Appropriate nutrition supports female soccer players’ performance and recovery. Proper portion sizes are essential to meet calorie needs. Planning meals simplifies grocery shopping and cooking.

Consume carbohydrates for energy from whole grains, fruits, and vegetables. Lean protein sources like chicken, fish, tofu, and eggs aid 

muscle repair. For balanced meals, include healthy fats from nuts, avocados, and olive oil. Drink water to stay hydrated.

After workouts:

  1. Consider yogurt, fruit, or protein bars as snacks.
  2. Aim for three balanced meals and two snacks daily.
  3. Portion plates with 1/2 vegetables, 1/4 protein, and 1/4 carbohydrates.

During games, replenish with sports drinks or other electrolyte options and energy bars if you’re feeling low on fuel. Consume pre-game meals that combine complex carbohydrates and lean protein 2-3 hours before kickoff. Consistency in meal patterns is beneficial as the body adapts to routines.

With diligent meal preparation, you’ll have adequate fuel to maintain energy levels throughout a match.

Mental Toughness Strategies For Women

A resilient perspective helps female soccer players navigate the physical and mental rigors of the sport. Mindset coaching that promotes a positive, growth-focused approach to challenges can be beneficial.

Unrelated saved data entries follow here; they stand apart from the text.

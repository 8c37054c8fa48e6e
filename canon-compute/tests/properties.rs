use canon_compute::symbolic::{canonicalize, Factor, Node, ProductForm};
use pretty_assertions::assert_eq;
use rand::seq::SliceRandom;

fn lit(name: &str) -> Node {
    Node::literal(name)
}

/// Factors covering every kind of node a product can hold.
fn mixed_factors() -> Vec<Node> {
    vec![
        lit("a"),
        Node::int(2),
        Node::pow(lit("x"), Node::int(2)),
        Node::call("sin", vec![lit("x")]),
        Node::frac(1, 3),
        lit("b"),
        Node::sum([lit("c"), lit("d")]),
        lit("x"),
    ]
}

/// `(x^exp)^(1/2)`
fn root_of_power(exp: Node) -> Node {
    Node::pow(Node::pow(lit("x"), exp), Node::frac(1, 2))
}

fn samples() -> Vec<Node> {
    vec![
        Node::product(mixed_factors()),
        Node::product([lit("a"), lit("a"), lit("b")]),
        Node::product([Node::sum([lit("a"), lit("b")]), Node::difference(lit("c"), lit("d"))]),
        Node::quotient(Node::sum([lit("a"), lit("b")]), Node::sum([lit("c"), lit("d")])),
        Node::quotient(lit("a"), Node::product([lit("b"), Node::int(2)])),
        Node::pow(Node::sum([lit("x"), Node::int(1)]), Node::int(3)),
        Node::pow(Node::product([Node::int(3), lit("y")]), Node::frac(1, 2)),
        Node::sum([Node::product([lit("x"), lit("y")]), Node::product([lit("y"), lit("x")])]),
        Node::call("f", vec![Node::product([lit("z"), Node::int(1), lit("z")])]),
        Node::product([root_of_power(lit("y")), root_of_power(lit("y")), lit("x")]),
        Node::product([root_of_power(Node::int(2)), root_of_power(Node::int(2)), lit("x")]),
        Node::pow(Node::pow(lit("x"), Node::int(2)), Node::int(3)),
        Node::pow(Node::sum([lit("a"), lit("b")]), Node::int(-2)),
    ]
}

#[test]
fn canonicalization_is_idempotent() {
    for node in samples() {
        let once = canonicalize(&node).unwrap();
        let twice = canonicalize(&once).unwrap();
        assert_eq!(once, twice, "not idempotent on `{}`", node);
    }
}

#[test]
fn factor_order_does_not_matter() {
    let expected = canonicalize(&Node::product(mixed_factors())).unwrap();

    let mut rng = rand::thread_rng();
    for _ in 0..32 {
        let mut factors = mixed_factors();
        factors.shuffle(&mut rng);
        let result = canonicalize(&Node::product(factors.clone())).unwrap();
        assert_eq!(result, expected, "order-dependent on `{}`", Node::product(factors));
    }
}

#[test]
fn term_order_does_not_matter() {
    let terms = || vec![
        Node::product([Node::int(2), lit("x")]),
        lit("y"),
        Node::int(5),
        Node::product([lit("x"), lit("y")]),
        Node::pow(lit("x"), Node::int(2)),
    ];
    let expected = canonicalize(&Node::sum(terms())).unwrap();

    let mut rng = rand::thread_rng();
    for _ in 0..32 {
        let mut shuffled = terms();
        shuffled.shuffle(&mut rng);
        assert_eq!(canonicalize(&Node::sum(shuffled)).unwrap(), expected);
    }
}

#[test]
fn nesting_does_not_matter() {
    let flat = Node::product([lit("a"), lit("b"), lit("c"), lit("d")]);
    let nested = Node::product([
        Node::product([lit("a"), lit("b")]),
        Node::product([lit("c"), Node::product([lit("d")])]),
    ]);
    assert_eq!(canonicalize(&flat).unwrap(), canonicalize(&nested).unwrap());
}

#[test]
fn nesting_with_divisors_does_not_matter() {
    let nested = ProductForm::from_iter([
        Factor::new(Node::product([lit("a"), lit("b")])),
        Factor::inverted(lit("c")),
    ]);
    let flat = ProductForm::from_iter([
        Factor::new(lit("a")),
        Factor::new(lit("b")),
        Factor::inverted(lit("c")),
    ]);
    assert_eq!(nested.canonicalize().unwrap(), flat.canonicalize().unwrap());
    assert_eq!(flat.canonicalize().unwrap().to_string(), "a*b/c");
}

#[test]
fn distribution_matches_the_expanded_sum() {
    let product = Node::product([Node::sum([lit("a"), lit("b")]), lit("c")]);
    let expanded = Node::sum([
        Node::product([lit("a"), lit("c")]),
        Node::product([lit("b"), lit("c")]),
    ]);
    assert_eq!(canonicalize(&product).unwrap(), canonicalize(&expanded).unwrap());

    let product = Node::product([
        Node::difference(lit("a"), lit("b")),
        Node::sum([lit("c"), Node::int(2)]),
        Node::int(3),
    ]);
    let expanded = Node::sum([
        Node::product([Node::int(3), lit("a"), lit("c")]),
        Node::product([Node::int(6), lit("a")]),
        Node::product([Node::int(-3), lit("b"), lit("c")]),
        Node::product([Node::int(-6), lit("b")]),
    ]);
    assert_eq!(canonicalize(&product).unwrap(), canonicalize(&expanded).unwrap());
}

#[test]
fn negative_powers_of_sums_expand_in_the_denominator() {
    let node = Node::pow(Node::sum([lit("a"), lit("b")]), Node::int(-2));
    assert_eq!(canonicalize(&node).unwrap().to_string(), "(2*a*b+a^2+b^2)^(-1)");

    let node = Node::product([lit("c"), node]);
    assert_eq!(canonicalize(&node).unwrap().to_string(), "c/(2*a*b+a^2+b^2)");
}

#[test]
fn multi_term_powers_expand_to_distinct_terms() {
    let sum = Node::sum([lit("a"), lit("b"), lit("c")]);
    let node = Node::pow(sum, Node::int(2));
    assert_eq!(canonicalize(&node).unwrap().to_string(), "2*a*b+2*a*c+a^2+2*b*c+b^2+c^2");

    let sum = Node::sum([lit("a"), lit("b"), lit("c"), lit("d")]);
    let Node::Sum(expanded) = canonicalize(&Node::pow(sum, Node::int(16))).unwrap() else {
        panic!("expected a sum");
    };
    assert_eq!(expanded.len(), 969);
}

#[test]
fn oversized_expansions_are_kept() {
    let sum = Node::sum("abcdefgh".chars().map(|c| lit(&c.to_string())));
    let node = Node::pow(sum, Node::int(16));
    assert_eq!(canonicalize(&node).unwrap().to_string(), "(a+b+c+d+e+f+g+h)^16");
}

#[test]
fn distribution_over_two_sums() {
    let node = Node::product([
        Node::sum([lit("a"), lit("b")]),
        Node::sum([lit("c"), lit("d")]),
    ]);
    assert_eq!(canonicalize(&node).unwrap().to_string(), "a*c+a*d+b*c+b*d");
}

#[test]
fn zero_absorbs_every_factor() {
    let mut factors = mixed_factors();
    factors.push(Node::int(0));
    assert_eq!(canonicalize(&Node::product(factors)).unwrap(), Node::int(0));
}

#[test]
fn one_is_elided() {
    let mut factors = mixed_factors();
    let expected = canonicalize(&Node::product(factors.clone())).unwrap();
    factors.insert(3, Node::int(1));
    assert_eq!(canonicalize(&Node::product(factors)).unwrap(), expected);
}

#[test]
fn powers_accumulate() {
    let node = Node::product([
        lit("x"),
        Node::pow(lit("x"), Node::int(3)),
        Node::pow(lit("x"), Node::int(-2)),
    ]);
    assert_eq!(canonicalize(&node).unwrap().to_string(), "x^2");
}

#[test]
fn public_types_are_thread_safe() {
    fn assert_send_sync<T: Send + Sync>() {}
    assert_send_sync::<Node>();
    assert_send_sync::<canon_compute::symbolic::ProductForm>();
    assert_send_sync::<canon_compute::symbolic::SumForm>();
    assert_send_sync::<canon_error::Error>();
}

Visualization exercises allow players to mentally prepare for success by vividly imagining desired outcomes. Build confidence through affirmations and recalling past achievements, as self-belief fuels peak performance. Manage anxiety by incorporating deep breathing techniques and reframing stressors as opportunities.

Specific, measurable, achievable, relevant, and time-bound (SMART) goal setting provides a structured approach to skill development and tactical mastery.

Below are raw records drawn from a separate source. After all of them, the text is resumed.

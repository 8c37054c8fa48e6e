//! The expression tree that canonicalization operates on.
//!
//! A [`Node`] is one of a closed set of variants. Sums and products are stored as flat lists of
//! terms and factors ([`SumForm`] and [`ProductForm`]), with a flag per entry marking it as
//! subtracted or inverted, instead of as nested binary operations. Everything else that takes
//! arguments, including exponentiation, comparisons and logical operators, is a [`Call`].
//!
//! # Rendering and equality
//!
//! Every node has a deterministic rendering through [`Display`](std::fmt::Display). The
//! canonicalizer uses the rendering of a node as its identity wherever it needs to decide if two
//! nodes are "the same", for example when merging repeated bases of a product or combining like
//! terms of a sum. The rendering is therefore part of the canonical form: two nodes that render
//! identically are treated as equal, even if they were built differently.
//!
//! The derived [`PartialEq`] is exact structural equality, which is what the tests of this crate
//! compare against.

pub mod iter;
pub mod number;

use canon_error::Error;
use crate::consts;
use crate::primitive::float;
use crate::symbolic::{product::{Factor, ProductForm}, sum::SumForm};
use iter::NodeIter;
use number::{frac, Number};
use rug::Float;
use std::{collections::BTreeSet, fmt};

#[cfg(feature = "serde")]
use serde::{Deserialize, Serialize};

/// The kind of a [`Node`], without its contents.
#[derive(Debug, Clone, Copy, PartialEq, Eq, Hash)]
pub enum Kind {
    Number,
    Literal,
    Constant,
    Sum,
    Product,
    FunctionApplication,
}

/// A named mathematical constant.
#[derive(Debug, Clone, Copy, PartialEq, Eq, Hash)]
#[cfg_attr(feature = "serde", derive(Serialize, Deserialize))]
pub enum Constant {
    Pi,
    E,
}

impl Constant {
    /// Returns the approximate value of the constant.
    pub fn value(&self) -> Float {
        match self {
            Self::Pi => consts::PI.clone(),
            Self::E => consts::E.clone(),
        }
    }
}

impl fmt::Display for Constant {
    fn fmt(&self, f: &mut fmt::Formatter<'_>) -> fmt::Result {
        match self {
            Self::Pi => write!(f, "pi"),
            Self::E => write!(f, "e"),
        }
    }
}

/// The operator of a [`Call`].
#[derive(Debug, Clone, PartialEq, Eq, Hash)]
#[cfg_attr(feature = "serde", derive(Serialize, Deserialize))]
pub enum Op {
    /// Exponentiation. The first argument is the base, the second is the exponent.
    Pow,

    /// A named function, such as `sin` or `ln`.
    Func(String),

    /// `a = b`
    Eq,

    /// `a != b`
    NotEq,

    /// `a < b`
    Less,

    /// `a <= b`
    LessEq,

    /// `a > b`
    Greater,

    /// `a >= b`
    GreaterEq,

    /// `~a`
    Not,

    /// `a & b`
    And,

    /// `a | b`
    Or,

    /// `a -> b`
    Implies,

    /// `a <-> b`
    Equiv,
}

impl Op {
    /// Returns true if applying this operator produces a boolean, rather than a number.
    pub fn is_boolean(&self) -> bool {
        !matches!(self, Self::Pow | Self::Func(_))
    }

    /// The symbol of the operator when it is rendered in infix (or prefix) position.
    pub fn symbol(&self) -> &str {
        match self {
            Self::Pow => "^",
            Self::Func(name) => name,
            Self::Eq => "=",
            Self::NotEq => "!=",
            Self::Less => "<",
            Self::LessEq => "<=",
            Self::Greater => ">",
            Self::GreaterEq => ">=",
            Self::Not => "~",
            Self::And => "&",
            Self::Or => "|",
            Self::Implies => "->",
            Self::Equiv => "<->",
        }
    }
}

/// An operator applied to a list of arguments.
#[derive(Debug, Clone, PartialEq)]
#[cfg_attr(feature = "serde", derive(Serialize, Deserialize))]
pub struct Call {
    pub op: Op,
    pub args: Vec<Node>,
}

impl Call {
    pub fn new(op: Op, args: Vec<Node>) -> Self {
        Self { op, args }
    }

    /// Returns the base and exponent if this is a power.
    pub fn as_power(&self) -> Option<(&Node, &Node)> {
        match (&self.op, self.args.as_slice()) {
            (Op::Pow, [base, exp]) => Some((base, exp)),
            _ => None,
        }
    }
}

/// A node of an expression tree.
#[derive(Debug, Clone, PartialEq)]
#[cfg_attr(feature = "serde", derive(Serialize, Deserialize))]
pub enum Node {
    Number(Number),
    Literal(String),
    Constant(Constant),
    Sum(SumForm),
    Product(ProductForm),
    Call(Call),
}

/// How tightly a rendered node binds. Operands that bind looser than their position requires are
/// wrapped in parentheses.
#[derive(Debug, Clone, Copy, PartialEq, Eq, PartialOrd, Ord)]
pub(crate) enum Precedence {
    Boolean,
    Sum,
    Product,
    Power,
    Atom,
}

impl Node {
    /// An exact integer.
    pub fn int(n: i64) -> Self {
        Self::Number(Number::int(n))
    }

    /// An exact fraction, reduced to lowest terms.
    ///
    /// Panics if `denom` is zero.
    pub fn frac(numer: i64, denom: i64) -> Self {
        Self::Number(frac(numer, denom))
    }

    /// An approximate number.
    pub fn float(n: f64) -> Self {
        Self::Number(Number::Float(float(n)))
    }

    /// A variable.
    pub fn literal(name: impl Into<String>) -> Self {
        Self::Literal(name.into())
    }

    /// `base^exp`, without any simplification.
    pub fn pow(base: Node, exp: Node) -> Self {
        Self::Call(Call::new(Op::Pow, vec![base, exp]))
    }

    /// A call to the named function.
    pub fn call(name: impl Into<String>, args: Vec<Node>) -> Self {
        Self::Call(Call::new(Op::Func(name.into()), args))
    }

    /// A binary operator applied to two operands, such as the comparison `lhs < rhs`.
    pub fn binary(op: Op, lhs: Node, rhs: Node) -> Self {
        Self::Call(Call::new(op, vec![lhs, rhs]))
    }

    /// The sum of the given terms.
    pub fn sum(terms: impl IntoIterator<Item = Node>) -> Self {
        Self::Sum(terms.into_iter().collect())
    }

    /// `lhs - rhs`
    pub fn difference(lhs: Node, rhs: Node) -> Self {
        let mut sum = SumForm::new();
        sum.add_term(lhs, false);
        sum.add_term(rhs, true);
        Self::Sum(sum)
    }

    /// The product of the given factors.
    pub fn product(factors: impl IntoIterator<Item = Node>) -> Self {
        Self::Product(factors.into_iter().collect())
    }

    /// `numer / denom`
    pub fn quotient(numer: Node, denom: Node) -> Self {
        Self::Product(ProductForm::from_iter([Factor::new(numer), Factor::inverted(denom)]))
    }

    /// Returns the kind of this node.
    pub fn kind(&self) -> Kind {
        match self {
            Self::Number(_) => Kind::Number,
            Self::Literal(_) => Kind::Literal,
            Self::Constant(_) => Kind::Constant,
            Self::Sum(_) => Kind::Sum,
            Self::Product(_) => Kind::Product,
            Self::Call(_) => Kind::FunctionApplication,
        }
    }

    /// Returns the number if this node is one.
    pub fn as_number(&self) -> Option<&Number> {
        match self {
            Self::Number(n) => Some(n),
            _ => None,
        }
    }

    /// Returns the base and exponent if this node is a power.
    pub fn as_power(&self) -> Option<(&Node, &Node)> {
        match self {
            Self::Call(call) => call.as_power(),
            _ => None,
        }
    }

    /// Returns true if this node evaluates to a boolean, rather than a number.
    pub fn is_boolean(&self) -> bool {
        matches!(self, Self::Call(call) if call.op.is_boolean())
    }

    /// Returns an iterator that traverses the tree of nodes in left-to-right post-order (i.e.
    /// depth-first).
    pub fn post_order_iter(&self) -> NodeIter<'_> {
        NodeIter::new(self)
    }

    /// Returns the distinct variables used in this node, in sorted order.
    pub fn variables(&self) -> Vec<String> {
        self.post_order_iter()
            .filter_map(|node| match node {
                Self::Literal(name) => Some(name.clone()),
                _ => None,
            })
            .collect::<BTreeSet<_>>()
            .into_iter()
            .collect()
    }

    /// Canonicalizes this node with the default options.
    ///
    /// See [`canonicalize`](crate::symbolic::canonicalize()) for details.
    pub fn canonicalize(&self) -> Result<Node, Error> {
        crate::symbolic::canonicalize(self)
    }

    pub(crate) fn precedence(&self) -> Precedence {
        match self {
            Self::Number(n) if n.is_negative() || n.is_fraction() => Precedence::Product,
            Self::Number(_) | Self::Literal(_) | Self::Constant(_) => Precedence::Atom,
            Self::Sum(sum) => match sum.terms() {
                [] => Precedence::Atom,
                [term] if !term.subtracted => term.value.precedence(),
                _ => Precedence::Sum,
            },
            Self::Product(product) => match product.factors() {
                [] => Precedence::Atom,
                [factor] if !factor.inverted => factor.value.precedence(),
                _ => Precedence::Product,
            },
            Self::Call(call) => match call.op {
                Op::Pow => Precedence::Power,
                Op::Func(_) => Precedence::Atom,
                _ => Precedence::Boolean,
            },
        }
    }

    /// Returns true if the rendering of this node starts with a minus sign.
    pub(crate) fn is_signed(&self) -> bool {
        match self {
            Self::Number(n) => n.is_negative(),
            Self::Sum(_) | Self::Product(_) => self.to_string().starts_with('-'),
            _ => false,
        }
    }
}

impl From<Number> for Node {
    fn from(n: Number) -> Self {
        Self::Number(n)
    }
}

impl From<Constant> for Node {
    fn from(c: Constant) -> Self {
        Self::Constant(c)
    }
}

/// Writes `node`, wrapped in parentheses if `parens` is true.
pub(crate) fn write_operand(f: &mut impl fmt::Write, node: &Node, parens: bool) -> fmt::Result {
    if parens {
        write!(f, "({})", node)
    } else {
        write!(f, "{}", node)
    }
}

impl fmt::Display for Call {
    fn fmt(&self, f: &mut fmt::Formatter<'_>) -> fmt::Result {
        match (&self.op, self.args.as_slice()) {
            (Op::Pow, [base, exp]) => {
                write_operand(f, base, base.precedence() <= Precedence::Power)?;
                write!(f, "^")?;
                write_operand(f, exp, exp.precedence() < Precedence::Atom)
            },
            (Op::Not, [arg]) => {
                write!(f, "~")?;
                write_operand(f, arg, arg.precedence() < Precedence::Atom)
            },
            (op, [lhs, rhs]) if op.is_boolean() => {
                write_operand(f, lhs, lhs.precedence() == Precedence::Boolean)?;
                write!(f, "{}", op.symbol())?;
                write_operand(f, rhs, rhs.precedence() == Precedence::Boolean)
            },
            (op, args) => {
                let name = match op {
                    Op::Pow => "pow",
                    op => op.symbol(),
                };
                write!(f, "{}(", name)?;
                let mut iter = args.iter();
                if let Some(arg) = iter.next() {
                    write!(f, "{}", arg)?;
                    for arg in iter {
                        write!(f, ", {}", arg)?;
                    }
                }
                write!(f, ")")
            },
        }
    }
}

impl fmt::Display for Node {
    fn fmt(&self, f: &mut fmt::Formatter<'_>) -> fmt::Result {
        match self {
            Self::Number(n) => write!(f, "{}", n),
            Self::Literal(name) => write!(f, "{}", name),
            Self::Constant(c) => write!(f, "{}", c),
            Self::Sum(sum) => write!(f, "{}", sum),
            Self::Product(product) => write!(f, "{}", product),
            Self::Call(call) => write!(f, "{}", call),
        }
    }
}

Visualize yourself scoring the winning penalty with composure. Then, reinforce it through mental rehearsal. Positive self-talk fosters a determined mindset. If feeling nervous before an important match, reframe it as ‘I am energized to give my best effort.’

With a focused yet adaptable mindset, players can outperform opponents through superior mental toughness. As the saying goes, ‘Whether you believe you can or believe you cannot, you’re correct.’ Adopt a mindset that aligns with your goals and aspirations.

Frequently Asked Questions

How Do I Motivate Myself for Consistent Soccer Training?

Establish realistic objectives and monitor your development. Partner with someone who can hold you accountable and keep you motivated, like one of your teammates. Celebrate your accomplishments.

How Can I Balance Soccer Training With Work/Family Life?

Balancing soccer training with work and family requires disciplined time allocation, prioritization skills, and understanding from loved ones. Establish reasonable expectations by planning, communicating openly, and adjusting schedules when necessary. Also remind yourself this is both a mental and physical benefit to yourself.

Are There Any Age-Specific Modifications Needed for Older Women Soccer Players?

For older women soccer players, prioritize injury prevention through appropriate warm-ups and cool-downs. Incorporate flexibility exercises to maintain mobility. Adjust aerobic training based on individual fitness levels. Implement recovery protocols like active rest and massage. Tailor training volume and intensity according to your specific capabilities and needs. You’ll probably want to avoid things like slide tackling as you get older.

What Are the Best Pre-Game Warm-Up Routines for Women Soccer Players?

An effective warm-up routine should incorporate dynamic stretches and exercises targeting hip flexibility, muscle activation, and overall body preparation.